A few important aspects to each section (to add to the above):

  • Text Validation: these are basically safety functions

    • Too big? If you feed it a terabyte of text, it will valiantly do it's best to parse the content, but you're going to want to know how long it will take to do that single, terabyte document. 
    • Is at least 70% of content Alphanumeric? This parameter is programmer-modifiable. We've found for long content that this is a good ratio, but if you're dealing with a lot of ugly Twitter content, you may want to change this to be a bit lower so that "OMG!!!!! I L0VE!!!!?? FRUITY!!!! LOOPS!!!!!" has a chance of parsing correctly. On the other hand, you may not. In general, 70% works just fine.
  • String Substitution: generally used for dealing with consistent errors in pre-processing that generates dirty content

    • Can be used to replace acronyms with fully expanded text

    • Replace any tags that your HTML scraper missed

  • Tokenization: Used to break the document into important chunks. It's important for us to work along things like sentence boundaries.

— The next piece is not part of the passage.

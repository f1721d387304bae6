pub mod cli;
pub mod console;
pub mod error;
pub mod signals;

    • Sentence boundaries: You could use the output of the tokenizer to break your document into smaller chunks for your own use, if you desire - otherwise just let it do it's thing. (So, if you wanted to do sentence-by-sentence sentiment analysis, and understand each sentence as it's own document, you could do that. You'd lose the value of the surrounding sentences/lexical chains, but you could do it.)

  • Part-of-Speech Tagging: Reliable, robust tagging of parts-of-speech.

  • Stemming: We use a relatively light stemming algorithm based on the Krovetz stemmer.